(ENTRIES PROVIDED)

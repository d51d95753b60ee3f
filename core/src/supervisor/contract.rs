// Licensed under the Apache License, Version 2.0 <LICENSE-APACHE or
// https://www.apache.org/licenses/LICENSE-2.0> or the MIT license
// <LICENSE-MIT or https://opensource.org/licenses/MIT>, at your
// option. This file may not be copied, modified, or distributed
// except according to those terms.

//! External capability handles: the worker RPC contract and the three
//! auxiliary services (status guard, cache tracker, progress tracker) the
//! supervisor talks to but does not own. Each is a trait so tests can
//! substitute an in-memory fake without touching supervisor logic.

use std::collections::HashMap;

use async_trait::async_trait;
use serde::{Deserialize, Serialize};

use super::errors::{SupervisorResult, WorkerCallError};
use super::types::DeviceStatus;

/// Token returned by a worker in response to an abort request.
#[derive(Debug, Clone, Copy, PartialEq, Eq, Serialize, Deserialize)]
pub enum AbortToken {
    /// The request was found and cancelled.
    Done,
    /// The replica never saw this request id.
    NotFound,
    /// The replica saw the request but it had already finished; no action taken.
    NoOp,
}

/// Parameters needed to launch one shard of one replica on a worker.
#[derive(Debug, Clone)]
pub struct LaunchSpec {
    /// The model's unique identifier.
    pub model_uid: String,
    /// Human-readable model name.
    pub model_name: String,
    /// Synthetic per-shard key, see [`super::types::build_replica_uid`].
    pub replica_uid: String,
    /// Concurrent request limit on this replica (0 = unlimited).
    pub request_limits: i64,
    /// GPU indices assigned to this shard.
    pub gpu_idx: Vec<u32>,
    /// Shard index within the replica (0 = driver), when sharded.
    pub shard: Option<u32>,
    /// Total shard count for this replica, when sharded.
    pub n_worker: Option<u32>,
    /// Opaque driver handshake info produced by shard 0, required for
    /// shards with index greater than 1 (see the design notes on the
    /// off-by-one kept intentionally from the source behavior).
    pub driver_info: Option<String>,
    /// Collective rendezvous parameters, when collective bring-up is enabled.
    pub xavier_config: Option<XavierConfig>,
}

/// Rendezvous coordinates handed to every rank in a collective bring-up.
#[derive(Debug, Clone, Serialize, Deserialize)]
pub struct XavierConfig {
    /// Address of the rank-0 rendezvous store.
    pub store_address: String,
    /// Port of the rank-0 rendezvous store.
    pub store_port: u16,
    /// This replica's rank (0 is the synthetic observer).
    pub rank: u32,
    /// Total world size (`replica + 1`).
    pub world_size: u32,
}

/// Outcome of launching a (possibly sharded) replica on one worker.
#[derive(Debug, Clone)]
pub struct LaunchOutcome {
    /// The worker-local subpool address serving this shard.
    pub subpool_address: String,
    /// Driver handshake info, present only when this call launched shard 0.
    pub driver_info: Option<String>,
}

/// A brief, human-readable description of a loaded replica.
#[derive(Debug, Clone, Serialize, Deserialize)]
pub struct ModelDescription {
    /// Model name.
    pub model_name: String,
    /// Model version, if known.
    pub model_version: Option<String>,
    /// Replica count of the owning model.
    pub replica: u32,
}

/// The RPC surface a worker exposes to the supervisor. Implementations are
/// transport-specific (gRPC, in-process, or a test fake); the supervisor
/// only ever depends on this trait.
#[async_trait]
pub trait WorkerHandle: Send + Sync {
    /// This worker's network address.
    fn address(&self) -> &str;

    /// Number of models currently loaded, used by the placement selector.
    async fn get_model_count(&self) -> Result<usize, WorkerCallError>;

    /// Number of GPU devices visible to this worker.
    async fn get_devices_count(&self) -> Result<usize, WorkerCallError>;

    /// Launch one shard of one replica.
    async fn launch_builtin_model(
        &self,
        spec: LaunchSpec,
    ) -> Result<LaunchOutcome, WorkerCallError>;

    /// Launch the synthetic rank-0 collective observer, returning its
    /// rendezvous `(address, port)`.
    async fn launch_rank0_model(
        &self,
        model_uid: &str,
        xavier_config: &XavierConfig,
    ) -> Result<(String, u16), WorkerCallError>;

    /// Block until a previously-launched replica finishes initializing.
    async fn wait_for_load(&self, replica_uid: &str) -> Result<(), WorkerCallError>;

    /// Tear down a replica shard, freeing its worker-side resources.
    async fn terminate_model(&self, replica_uid: &str) -> Result<(), WorkerCallError>;

    /// Cancel an in-flight (not yet loaded) launch.
    async fn cancel_launch_model(&self, replica_uid: &str) -> Result<(), WorkerCallError>;

    /// Describe a loaded replica.
    async fn describe_model(&self, replica_uid: &str) -> Result<ModelDescription, WorkerCallError>;

    /// List every replica this worker currently hosts.
    async fn list_models(&self) -> Result<Vec<String>, WorkerCallError>;

    /// Cancel an in-flight inference request addressed to this replica.
    async fn abort_request(
        &self,
        replica_uid: &str,
        request_id: &str,
        block_duration_secs: u64,
    ) -> Result<AbortToken, WorkerCallError>;

    /// Kick off the collective-comm state transfer for this rank.
    async fn start_transfer_for_vllm(
        &self,
        replica_uid: &str,
        rank_addresses: &[String],
    ) -> Result<(), WorkerCallError>;

    /// Current device status snapshot (CPU + GPUs) on this worker.
    async fn get_status(&self) -> Result<HashMap<String, DeviceStatus>, WorkerCallError>;

    /// Cached models, optionally filtered by model name.
    async fn list_cached_models(
        &self,
        model_name: Option<&str>,
    ) -> Result<Vec<String>, WorkerCallError>;

    /// Model versions eligible for deletion.
    async fn list_deletable_models(
        &self,
        model_version: &str,
    ) -> Result<Vec<String>, WorkerCallError>;

    /// Confirm and remove a cached model version; `true` if removed.
    async fn confirm_and_remove_model(
        &self,
        model_version: &str,
    ) -> Result<bool, WorkerCallError>;

    /// Ask the worker to exit gracefully.
    async fn trigger_exit(&self) -> Result<bool, WorkerCallError>;

    /// Register a model-catalog entry on this worker.
    async fn register_model(
        &self,
        model_type: &str,
        spec: &str,
        persist: bool,
    ) -> Result<(), WorkerCallError>;

    /// Unregister a model-catalog entry on this worker.
    async fn unregister_model(
        &self,
        model_type: &str,
        model_name: &str,
    ) -> Result<(), WorkerCallError>;

    /// A brief self-description for `get_workers_info`.
    async fn get_worker_info(&self) -> Result<String, WorkerCallError>;
}

/// External status-surface mirror, written by the launch/terminate
/// coordinators and read by the status surface (component I).
#[async_trait]
pub trait StatusGuard: Send + Sync {
    /// Record a freshly-created instance.
    async fn set_instance_info(&self, info: super::types::InstanceInfo);
    /// Update an existing instance's status field.
    async fn update_instance_info(&self, model_uid: &str, status: super::types::InstanceStatus);
    /// Remove an instance record.
    async fn remove_instance_info(&self, model_uid: &str);
    /// Fetch the current instance record, if any.
    async fn get_instance_info(&self, model_uid: &str) -> Option<super::types::InstanceInfo>;
    /// Total number of tracked instances.
    async fn get_instance_count(&self) -> usize;
}

/// External model-version cache, updated by the registration broker.
#[async_trait]
pub trait CacheTracker: Send + Sync {
    /// Record that a model version became available.
    async fn record_model_version(&self, model_type: &str, version: &str);
    /// Forget a model version.
    async fn unregister_model_version(&self, model_type: &str, version: &str);
    /// List known versions for a model type.
    async fn get_model_versions(&self, model_type: &str) -> Vec<String>;
}

/// External launch-progress reporter, polled by `launch_progress`.
#[async_trait]
pub trait ProgressTracker: Send + Sync {
    /// Fractional progress in `[0.0, 1.0]` for a given progress key, if any
    /// progress has been reported for it yet.
    async fn get_progress(&self, key: &str) -> Option<f64>;
}

/// Per-model-type registration behavior, looked up by `spec_class` in the
/// registration broker's dispatch table.
///
/// Each model type (builtin weights, a LoRA adapter, an embedding model, ...)
/// plugs in its own validation and cache bookkeeping without the broker
/// needing to know the concrete type.
#[async_trait]
pub trait ModelTypeHandler: Send + Sync {
    /// The `spec_class` string this handler answers for, e.g. `"llm"`.
    fn spec_class(&self) -> &str;

    /// Validate and register a model version, returning the version string
    /// that should be recorded in the model cache.
    async fn register(&self, model_name: &str, model_path: &str) -> SupervisorResult<String>;

    /// Remove a previously registered model version.
    async fn unregister(&self, model_name: &str, version: &str) -> SupervisorResult<()>;

    /// Human-readable description of a registered version, for
    /// `describe_model`.
    async fn describe(&self, model_name: &str, version: &str) -> SupervisorResult<String>;
}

(End ENTRIES PROVIDED)

[WORK TO BE COMPLETED]
Show me every line of the entries above that holds "loaded".

[EXPECTED OUTPUT]
/// A brief, human-readable description of a loaded replica.
    /// Number of models currently loaded, used by the placement selector.
    /// Cancel an in-flight (not yet loaded) launch.
    /// Describe a loaded replica.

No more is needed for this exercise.